On Wed, 2016-11-30 at 21:41 +0000, Blumenthal, Uri - 0553 - MITLL
>     >> So why is it better to say “…engine –key
> /some/weird/path/weird
>     >> -file.pem” than “…engine –key pkcs11:id=02” (or such)?
>     >
>     > There appears to be some confusion here.  pkcs11 is a
> representation
>     > for defined tokens. 
> Well, I did not mean *specifically* pkcs11 – just as an example of
> something that currently works.
>     > However, for TPM, there's also file representation
>     > of an unloaded key (it has to be parented or "wrapped" to one
> of the
>     > loaded storage keys, usually the SRK). 
> So this PEM wrapping is needed just to load keys into TPM? How do you
> refer to those keys when they are already loaded?

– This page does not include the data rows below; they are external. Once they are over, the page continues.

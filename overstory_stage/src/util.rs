// Copyright 2026 the Overstory Authors
// SPDX-License-Identifier: Apache-2.0 OR MIT

use kurbo::{Affine, Rect};

/// Transform an axis-aligned `Rect` by an `Affine` and return a conservative
/// axis-aligned bounding box in the destination space.
pub(crate) fn transform_rect_bbox(affine: Affine, rect: Rect) -> Rect {
    let [a, b, c, d, e, f] = affine.as_coeffs();
    let min_x = (a * rect.x0).min(a * rect.x1) + (c * rect.y0).min(c * rect.y1);
    let max_x = (a * rect.x0).max(a * rect.x1) + (c * rect.y0).max(c * rect.y1);
    let min_y = (b * rect.x0).min(b * rect.x1) + (d * rect.y0).min(d * rect.y1);
    let max_y = (b * rect.x0).max(b * rect.x1) + (d * rect.y0).max(d * rect.y1);
    Rect::new(min_x + e, min_y + f, max_x + e, max_y + f)
}

/// Whether a rectangle covers a positive area.
pub(crate) fn is_positive_area(r: Rect) -> bool {
    r.width() > 0.0 && r.height() > 0.0
}

/// Whether two rectangles overlap over a positive area (shared edges do not
/// count).
pub(crate) fn rects_overlap(a: Rect, b: Rect) -> bool {
    is_positive_area(a.intersect(b))
}

/// Whether `outer` fully contains `inner` (edges included).
pub(crate) fn rect_contains_rect(outer: Rect, inner: Rect) -> bool {
    outer.x0 <= inner.x0 && outer.y0 <= inner.y0 && outer.x1 >= inner.x1 && outer.y1 >= inner.y1
}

The keys are TPM volatile, so they're effectively unloaded as soon as
you close the TPM connection.  The engine code to use them is here


the TPM connection is from engine init to engine finish and once the
key is loaded, it stays in the TPM until engine finish.  create_tpm_key
is what takes a standard RSA key and wraps it to the SRK as a volatile
key for the TPM.

>     > The point here is that because there's a pem file
> representation of the
>     > key, it can be used anywhere a PEM file can be *without* having
> to tell
>     > openssl what the engine is (the PEM guards being unique to the
> key
>     > type).
> Well, I think I can see your point (except for the above question),
> but frankly I don’t like this approach very much.

It's already a mechanism used by gnutls to load TPM keys, so it makes
sense from a compatibility point of view that it should just work for
openssl as well.  It doesn't preclude using a pkcs11 token approach as
well, it's just a different mechanism for handling keys. 

I like it because it's easier than trying to set up and use TPM token,
which seems to be very hard without admin privileges (the PEM file
approach can be used by any user of the system provided the SRK has a
well known authority).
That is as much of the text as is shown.